Kelly era un po’ deluso. Aveva creduto che la vita di uno spaziale fosse un seguito di sbarchi sui più svariati pianeti, e non aveva pensato che dovesse trascorrere tanto tempo fra la partenza e l’arrivo. — Mi sembra un’eternità! — disse.

— Non preoccuparti, non ti annoierai. Ti terremo occupato.

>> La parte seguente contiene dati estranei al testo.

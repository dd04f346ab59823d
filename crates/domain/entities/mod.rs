pub mod api_keys;
pub mod bulk_groups;
pub mod invoices;
pub mod organization_members;
pub mod qr_code_scans;
pub mod qr_codes;
pub mod rate_limits;
pub mod subscriptions;
pub mod users;
pub mod webhook_logs;
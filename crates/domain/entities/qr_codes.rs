use chrono::{DateTime, Utc};
use diesel::prelude::*;
use serde::{Deserialize, Serialize};
use uuid::Uuid;

use crate::infra::db::postgres::schema::qr_codes;

#[derive(Debug, Clone, Identifiable, Selectable, Queryable, Serialize, Deserialize, PartialEq)]
#[diesel(table_name = qr_codes)]
pub struct QrCodeEntity {
    pub id: Uuid,
    pub user_id: Uuid,
    pub organization_id: Option<Uuid>,
    pub url: String,
    pub title: String,
    pub foreground_color: String,
    pub background_color: String,
    pub dot_type: Option<String>,
    pub corner_type: Option<String>,
    pub logo_url: Option<String>,
    pub has_watermark: bool,
    pub is_dynamic: bool,
    pub dynamic_content: Option<serde_json::Value>,
    pub redirect_url: Option<String>,
    pub is_active: bool,
    pub expires_at: Option<DateTime<Utc>>,
    pub max_scans: Option<i32>,
    pub scan_count: i32,
    pub last_scanned_at: Option<DateTime<Utc>>,
    pub rate_limit_config: Option<serde_json::Value>,
    pub webhook_url: Option<String>,
    pub webhook_secret: Option<String>,
    pub created_at: DateTime<Utc>,
    pub updated_at: DateTime<Utc>,
}

impl QrCodeEntity {
    pub fn is_expired_at(&self, now: DateTime<Utc>) -> bool {
        self.expires_at.is_some_and(|expires_at| expires_at < now)
    }

    pub fn scan_limit_reached(&self) -> bool {
        self.max_scans
            .is_some_and(|max_scans| self.scan_count >= max_scans)
    }

    pub fn destination(&self) -> &str {
        self.redirect_url.as_deref().unwrap_or(&self.url)
    }
}

#[derive(Debug, Clone, Insertable)]
#[diesel(table_name = qr_codes)]
pub struct InsertQrCodeEntity {
    pub id: Uuid,
    pub user_id: Uuid,
    pub organization_id: Option<Uuid>,
    pub url: String,
    pub title: String,
    pub foreground_color: String,
    pub background_color: String,
    pub dot_type: Option<String>,
    pub corner_type: Option<String>,
    pub logo_url: Option<String>,
    pub has_watermark: bool,
    pub is_dynamic: bool,
    pub dynamic_content: Option<serde_json::Value>,
    pub redirect_url: Option<String>,
    pub expires_at: Option<DateTime<Utc>>,
    pub max_scans: Option<i32>,
    pub rate_limit_config: Option<serde_json::Value>,
}

#[derive(Debug, Clone, Default, AsChangeset)]
#[diesel(table_name = qr_codes)]
pub struct UpdateQrCodeEntity {
    pub url: Option<String>,
    pub title: Option<String>,
    pub foreground_color: Option<String>,
    pub background_color: Option<String>,
    pub dot_type: Option<Option<String>>,
    pub corner_type: Option<Option<String>>,
    pub logo_url: Option<Option<String>>,
    pub dynamic_content: Option<Option<serde_json::Value>>,
    pub redirect_url: Option<Option<String>>,
    pub is_active: Option<bool>,
    pub expires_at: Option<Option<DateTime<Utc>>>,
    pub max_scans: Option<Option<i32>>,
    pub rate_limit_config: Option<Option<serde_json::Value>>,
    pub updated_at: Option<DateTime<Utc>>,
}
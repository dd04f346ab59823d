use super::notifier::{AlertEvent, AlertSink};
use anyhow::{Result, anyhow};
use async_trait::async_trait;
use chrono::SecondsFormat;
use reqwest::Client;
use serde_json::json;
use std::time::Duration;
use url::Url;

const CONTENT_LIMIT: usize = 2000;

/// Posts `{"content": ...}` to a chat webhook (Discord and Slack-compatible relays).
pub(crate) struct AlertWebhookProvider {
    webhook_url: Url,
    client: Client,
}

impl AlertWebhookProvider {
    pub(crate) fn new(webhook_url: Url) -> Result<Self> {
        let client = Client::builder().timeout(Duration::from_secs(3)).build()?;
        Ok(Self {
            webhook_url,
            client,
        })
    }
}

pub(crate) fn format_content(event: &AlertEvent) -> String {
    let mut lines = vec![
        format!(
            "**{}** `{}` `{}` `{}`",
            event.service_name,
            event.environment,
            event.component,
            event.level.as_str()
        ),
        format!(
            "`{}` `{}`{}",
            event.timestamp.to_rfc3339_opts(SecondsFormat::Secs, true),
            event.target,
            match (&event.file, event.line) {
                (Some(file), Some(line)) => format!(" `{file}:{line}`"),
                _ => String::new(),
            }
        ),
    ];

    if let Some(message) = event.message.as_ref().filter(|m| !m.trim().is_empty()) {
        lines.push(format!("> {}", message.trim()));
    }

    if event.suppressed_repeats > 0 {
        lines.push(format!(
            "repeated {} more time(s) since the last alert",
            event.suppressed_repeats
        ));
    }

    let correlation = event.correlation();
    if !correlation.is_empty() {
        let refs = correlation
            .iter()
            .map(|(name, value)| format!("{name}=`{value}`"))
            .collect::<Vec<_>>()
            .join(" ");
        lines.push(format!("refs: {refs}"));
    }

    if !event.spans.is_empty() {
        let chain = event
            .spans
            .iter()
            .map(|s| s.name.as_str())
            .collect::<Vec<_>>()
            .join(" > ");
        lines.push(format!("spans: `{chain}`"));
    }

    for (key, value) in &event.fields {
        lines.push(format!("- `{key}` = `{value}`"));
    }

    for span in event.spans.iter().filter(|s| !s.fields.is_empty()) {
        lines.push(format!("span `{}`:", span.name));
        for (key, value) in &span.fields {
            lines.push(format!("- `{key}` = `{value}`"));
        }
    }

    truncate_content(lines.join("\n"))
}

fn truncate_content(content: String) -> String {
    const SUFFIX: &str = "\n… (truncated)";

    if content.chars().count() <= CONTENT_LIMIT {
        return content;
    }

    let allowed = CONTENT_LIMIT.saturating_sub(SUFFIX.chars().count());
    let mut truncated: String = content.chars().take(allowed).collect();
    truncated.push_str(SUFFIX);
    truncated
}

#[async_trait]
impl AlertSink for AlertWebhookProvider {
    async fn send(&self, event: &AlertEvent) -> Result<()> {
        let response = self
            .client
            .post(self.webhook_url.clone())
            .json(&json!({ "content": format_content(event) }))
            .send()
            .await
            // reqwest errors embed the URL, which carries the webhook token.
            .map_err(|err| {
                if err.is_timeout() {
                    anyhow!("alert webhook request timed out")
                } else if err.is_connect() {
                    anyhow!("alert webhook connection failed")
                } else {
                    anyhow!("alert webhook request failed")
                }
            })?;

        if response.status().is_success() {
            return Ok(());
        }

        Err(anyhow!(
            "alert webhook returned non-success status: {}",
            response.status()
        ))
    }

    fn sink_name(&self) -> &'static str {
        "alert_webhook"
    }
}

Arrivò finalmente il giorno in cui raggiunsero i confini del sistema solare e poterono procedere mediante la propulsione interstellare. Kelly, come del resto anche gli altri, si sentiva un po’ debole a causa del digiuno e dei purganti, ma i compagni gli avevano assicurato che quello era il sistema migliore per rendere meno sgradevole l’esperienza. Quando l’altoparlante trasmise il segnale, Kelly si ritirò nella sua cabina, si legò al gabinetto e legò un sacchetto di plastica alla bocca. Infatti uno dei più comuni effetti della Propulsione Whoopee era che le funzioni corporali si comportavano in modo convulso e intestini, stomaco e vescica tendevano a scaricare con violenza il loro contenuto. Inoltre tutto il corpo si copriva di sudore, gli occhi lacrimavano e il naso colava. In un secondo tempo sopravvenivano le allucinazioni.

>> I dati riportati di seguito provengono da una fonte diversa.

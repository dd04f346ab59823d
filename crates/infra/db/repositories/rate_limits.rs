use anyhow::Result;
use async_trait::async_trait;
use chrono::{DateTime, Utc};
use diesel::{RunQueryDsl, insert_into, prelude::*};
use std::sync::Arc;

use crate::{
    domain,
    infra::db::postgres::{postgres_connection::PgPoolSquad, schema::api_rate_limit_events},
};
use domain::{
    entities::rate_limits::InsertRateLimitEventEntity,
    repositories::rate_limits::RateLimitRepository,
};

pub struct RateLimitPostgres {
    db_pool: Arc<PgPoolSquad>,
}

impl RateLimitPostgres {
    pub fn new(db_pool: Arc<PgPoolSquad>) -> Self {
        Self { db_pool }
    }
}

#[async_trait]
impl RateLimitRepository for RateLimitPostgres {
    async fn record_and_load_window(
        &self,
        event: InsertRateLimitEventEntity,
        window_start: DateTime<Utc>,
    ) -> Result<Vec<DateTime<Utc>>> {
        let mut conn = Arc::clone(&self.db_pool).get()?;

        // Committed before the read, so concurrent callers always see each other.
        insert_into(api_rate_limit_events::table)
            .values(&event)
            .execute(&mut conn)?;

        let hits = api_rate_limit_events::table
            .filter(api_rate_limit_events::key.eq(&event.key))
            .filter(api_rate_limit_events::route.eq(&event.route))
            .filter(api_rate_limit_events::requested_at.gt(window_start))
            .select(api_rate_limit_events::requested_at)
            .load::<DateTime<Utc>>(&mut conn)?;

        Ok(hits)
    }

    async fn prune_before(&self, cutoff: DateTime<Utc>) -> Result<usize> {
        let mut conn = Arc::clone(&self.db_pool).get()?;

        let deleted = diesel::delete(
            api_rate_limit_events::table.filter(api_rate_limit_events::requested_at.lt(cutoff)),
        )
        .execute(&mut conn)?;

        Ok(deleted)
    }
}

La sferzata subsonica percorse tutta la nave e Kelly s’irrigidì, ma inutilmente. Dopo che si furono calmate le conseguenze fisiche, notò con orrore che la cabina si era riempita di minuscole termiti metalliche intente a rosicchiarne le pareti. Atterrito, Kelly pensava che quando avessero finito di rosicchiare la paratia esterna sarebbe stato risucchiato nel vuoto, ma al momento critico sopravvenne la seconda sferzata che, come il canto del gallo, rispedì i fantasmi dello spazio da dove erano venuti.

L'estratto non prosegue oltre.